CI, confidence interval; DFS, disease free survival; HR, hazard ratio; MBC, metastatic breast cancer; mTOR, mammalian target of rapamycin; OR, odds ratio; pCR, pathological complete response; PFS, progression free survival; TTP, time to progression; VEGFA, vascular endothelial growth factor A.

Small tyrosine kinase inhibitors: Lapatinib and neratinib

Lapatinib

Lapatinib is a small molecule, dual tyrosine kinase inhibitor (TKI) of EGFR and HER2. It inhibits the intracellular kinase domain of HER2 contrary to trastuzumab that inhibits the extracellular domain and blocks ligand-induced heterodimer signaling. It could prevent signaling related to truncated HER2 receptor or enhance trastuzumab-dependant ADCC, thanks to an accumulation of HER2 at the cell surface.

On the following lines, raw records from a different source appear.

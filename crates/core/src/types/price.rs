//! Service prices.
//!
//! The remote API sends prices as plain JSON numbers in rupees. They are held
//! as [`Decimal`] so cart totals never accumulate floating-point drift, and
//! serialized back as numbers so the persisted cart mirrors the wire shape.

use core::fmt;
use core::iter::Sum;
use core::ops::Add;

use rust_decimal::Decimal;
use serde::{Deserialize, Serialize};

/// A price in Indian rupees.
#[derive(Debug, Clone, Copy, Default, PartialEq, Eq, PartialOrd, Ord, Hash, Serialize, Deserialize)]
#[serde(transparent)]
pub struct Price(#[serde(with = "rust_decimal::serde::float")] Decimal);

impl Price {
    /// A zero price.
    pub const ZERO: Self = Self(Decimal::ZERO);

    /// Create a price from a decimal rupee amount.
    #[must_use]
    pub const fn new(amount: Decimal) -> Self {
        Self(amount)
    }

    /// Create a price from a whole number of rupees.
    #[must_use]
    pub fn from_rupees(rupees: i64) -> Self {
        Self(Decimal::from(rupees))
    }

    /// The rupee amount.
    #[must_use]
    pub const fn amount(&self) -> Decimal {
        self.0
    }
}

impl fmt::Display for Price {
    /// Formats as `₹499` for whole amounts and `₹499.50` otherwise.
    fn fmt(&self, f: &mut fmt::Formatter<'_>) -> fmt::Result {
        let amount = self.0.round_dp(2);
        if amount.fract().is_zero() {
            write!(f, "₹{}", amount.trunc())
        } else {
            write!(f, "₹{amount:.2}")
        }
    }
}

impl Add for Price {
    type Output = Self;

    fn add(self, rhs: Self) -> Self::Output {
        Self(self.0 + rhs.0)
    }
}

impl Sum for Price {
    fn sum<I: Iterator<Item = Self>>(iter: I) -> Self {
        iter.fold(Self::ZERO, Add::add)
    }
}

impl<'a> Sum<&'a Self> for Price {
    fn sum<I: Iterator<Item = &'a Self>>(iter: I) -> Self {
        iter.copied().sum()
    }
}

#[cfg(test)]
#[allow(clippy::unwrap_used)]
mod tests {
    use super::*;

    #[test]
    fn test_deserialize_from_json_numbers() {
        let whole: Price = serde_json::from_str("499").unwrap();
        assert_eq!(whole, Price::from_rupees(499));

        let fractional: Price = serde_json::from_str("249.5").unwrap();
        assert_eq!(fractional.to_string(), "₹249.50");
    }

    #[test]
    fn test_serialize_as_number() {
        let json = serde_json::to_string(&Price::from_rupees(300)).unwrap();
        assert_eq!(json, "300.0");
    }

    #[test]
    fn test_display_whole_amount() {
        assert_eq!(Price::from_rupees(1200).to_string(), "₹1200");
    }

    #[test]
    fn test_sum() {
        let prices = [Price::from_rupees(100), Price::from_rupees(250)];
        let total: Price = prices.iter().sum();
        assert_eq!(total, Price::from_rupees(350));
    }
}
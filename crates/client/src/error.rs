//! Unified error handling.
//!
//! Provides a unified `ClientError` that front ends can return from any
//! operation, and the user-facing text for each failure. Server rejections are
//! shown verbatim; transport and storage failures get generic text.

use thiserror::Error;

use glow_core::{OtpError, UnknownCategory};

use crate::api::ApiError;
use crate::config::ConfigError;
use crate::services::{AddServiceError, AuthError, ClearCartError, ProfileError};
use crate::session::SessionError;
use crate::store::StoreError;

const NETWORK_MESSAGE: &str = "Network error. Please check your connection and try again.";
const STORAGE_MESSAGE: &str = "Could not read or write local data.";
const NOT_SIGNED_IN_MESSAGE: &str = "Please log in to continue.";

/// Client-level error type.
#[derive(Debug, Error)]
pub enum ClientError {
    /// Configuration could not be loaded.
    #[error("Config error: {0}")]
    Config(#[from] ConfigError),

    /// Remote API call failed.
    #[error("API error: {0}")]
    Api(#[from] ApiError),

    /// Local store operation failed.
    #[error("Store error: {0}")]
    Store(#[from] StoreError),

    /// Session lookup or save failed.
    #[error("Session error: {0}")]
    Session(#[from] SessionError),

    /// Adding a service to the cart failed.
    #[error("Add to cart failed: {0}")]
    AddService(#[from] AddServiceError),

    /// Clearing the cart failed.
    #[error("Clear cart failed: {0}")]
    ClearCart(#[from] ClearCartError),

    /// Profile operation failed.
    #[error("Profile error: {0}")]
    Profile(#[from] ProfileError),

    /// Authentication operation failed.
    #[error("Auth error: {0}")]
    Auth(#[from] AuthError),

    /// An OTP was not six digits.
    #[error("Invalid OTP: {0}")]
    Otp(#[from] OtpError),

    /// A service category name is not in the catalog.
    #[error(transparent)]
    Category(#[from] UnknownCategory),
}

impl ClientError {
    /// Text to show the user for this error.
    #[must_use]
    pub fn user_message(&self) -> String {
        match self {
            Self::Config(e) => e.to_string(),
            Self::Api(e) => api_message(e),
            Self::Store(_) => STORAGE_MESSAGE.to_string(),
            Self::Session(e) => match e {
                SessionError::NotSignedIn => NOT_SIGNED_IN_MESSAGE.to_string(),
                SessionError::Store(_) => STORAGE_MESSAGE.to_string(),
            },
            Self::AddService(e) => match e {
                AddServiceError::Rejected(reason) => reason.clone(),
                AddServiceError::NetworkFailed(_) => "Failed to add service. Please try again.".to_string(),
                AddServiceError::InFlight => "Still adding the previous service, please wait.".to_string(),
            },
            Self::ClearCart(e) => match e {
                ClearCartError::Rejected(reason) => reason.clone(),
                ClearCartError::NetworkFailed(_) => "Failed to clear cart. Please try again.".to_string(),
            },
            Self::Profile(e) => match e {
                ProfileError::NotSignedIn => NOT_SIGNED_IN_MESSAGE.to_string(),
                ProfileError::Rejected(reason) => reason.clone(),
                ProfileError::Network(_) => NETWORK_MESSAGE.to_string(),
                ProfileError::Store(_) => STORAGE_MESSAGE.to_string(),
                ProfileError::InvalidEmail(_) => "Invalid email address".to_string(),
                ProfileError::Io(err) => format!("Could not read image: {err}"),
            },
            Self::Auth(e) => match e {
                AuthError::Rejected(reason) => reason.clone(),
                AuthError::Network(_) => NETWORK_MESSAGE.to_string(),
                AuthError::Store(_) => STORAGE_MESSAGE.to_string(),
                AuthError::InvalidEmail(_) => "Invalid email address".to_string(),
                other => other.to_string(),
            },
            Self::Otp(e) => e.to_string(),
            Self::Category(e) => e.to_string(),
        }
    }
}

fn api_message(err: &ApiError) -> String {
    match err {
        ApiError::Rejected {
            message: Some(reason),
            ..
        } => reason.clone(),
        ApiError::Rejected { status, .. } => format!("Request failed with status {status}"),
        ApiError::NotFound(what) => what.clone(),
        ApiError::Http(_) => NETWORK_MESSAGE.to_string(),
        ApiError::Parse(_) | ApiError::Url(_) => "Unexpected response from the server.".to_string(),
    }
}

/// Result type alias for `ClientError`.
pub type Result<T> = std::result::Result<T, ClientError>;

#[cfg(test)]
mod tests {
    use super::*;

    #[test]
    fn test_rejections_are_verbatim() {
        let err = ClientError::from(AddServiceError::Rejected(
            "Service from this category already added".to_string(),
        ));
        assert_eq!(err.user_message(), "Service from this category already added");

        let err = ClientError::from(AuthError::Rejected("Invalid OTP".to_string()));
        assert_eq!(err.user_message(), "Invalid OTP");
    }

    #[test]
    fn test_not_signed_in_message() {
        let err = ClientError::from(SessionError::NotSignedIn);
        assert_eq!(err.user_message(), NOT_SIGNED_IN_MESSAGE);

        let err = ClientError::from(ProfileError::NotSignedIn);
        assert_eq!(err.user_message(), NOT_SIGNED_IN_MESSAGE);
    }

    #[test]
    fn test_storage_failures_are_generic() {
        let io = std::io::Error::other("disk full");
        let err = ClientError::from(StoreError::Io(io));
        assert_eq!(err.user_message(), STORAGE_MESSAGE);
    }

    #[test]
    fn test_api_rejection_without_reason() {
        let err = ClientError::from(ApiError::Rejected {
            status: 502,
            message: None,
        });
        assert_eq!(err.user_message(), "Request failed with status 502");
    }

    #[test]
    fn test_error_display() {
        let err = ClientError::from(AddServiceError::InFlight);
        assert_eq!(
            err.to_string(),
            "Add to cart failed: an add-to-cart request for this salon is already in progress"
        );
    }
}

It has shown its efficacy when combined with capecitabine, in terms of time to progression (hazard ratio (HR): 0.57; 95% confidence interval (CI) 0.43 to 0.77; P <0.001). In the same trial, the median overall survival times were 75 weeks for the combination arm and 64.7 weeks for the capecitabine arm (HR 0.87; 95% CI 0.71 to 1.08; P = 0.210) [3638]. Lapatinib has also shown its efficacy in terms of OS, when combined with paclitaxel, over paclitaxel single agent (HR 0.74; 95% CI 0.58 to 0.94; P = 0.0124) [39].

The efficacy of dual HER2 blockade with trastuzumab and lapatinib was investigated in the phase III study EGF104900. Patients with HER2-positive metastatic breast cancer (MBC) who progressed during trastuzumab treatment were randomly assigned to receive lapatinib in monotherapy or lapatinib in combination with trastuzumab. The combination was associated with better outcome both in progression free survival (PFS) (HR 0.74; 95% CI 0.58 to 0.94; P = 0.011) and OS (HR 0.74; 95% CI 0.57 to 0.97; P = 0.026) [40].

Following the results of these randomized trials in the metastatic setting, the efficacy of lapatinib has been investigated in early breast cancer, mainly in the context of trials testing dual inhibition of HER2. In the phase III trial of NSABP (protocol B-41), 529 patients were randomized to receive weekly paclitaxel with either trastuzumab weekly, lapatinib daily or the association trastuzumab plus lapatinib before undergoing surgery. Lapatinib alone had a similar percentage of pCR as trastuzumab (53.2% and 52.5%, respectively; P = 0.98). The dual HER2 blockade was associated with a higher pCR (62%; 95% CI 54.3 to 68.8) as compared to single-agent HER2 therapy but the difference was not statistically significant (P = 0.095) [41].

In another randomized trial performed in the neo-adjuvant setting (Neo ALTTO), patients were randomized among lapatinib, trastuzumab or lapatinib plus trastuzumab, all in combination with paclitaxel after six weeks of targeted therapy alone. The pCR rate was significantly higher in the group treated with dual inhibition (51.3%) as compared to trastuzumab alone (29.5%) (a 21.1% difference; 95% CI 9.1 to 34.2; P = 0.0001). There was no significant difference in pCR between the lapatinib and the trastuzumab group [42].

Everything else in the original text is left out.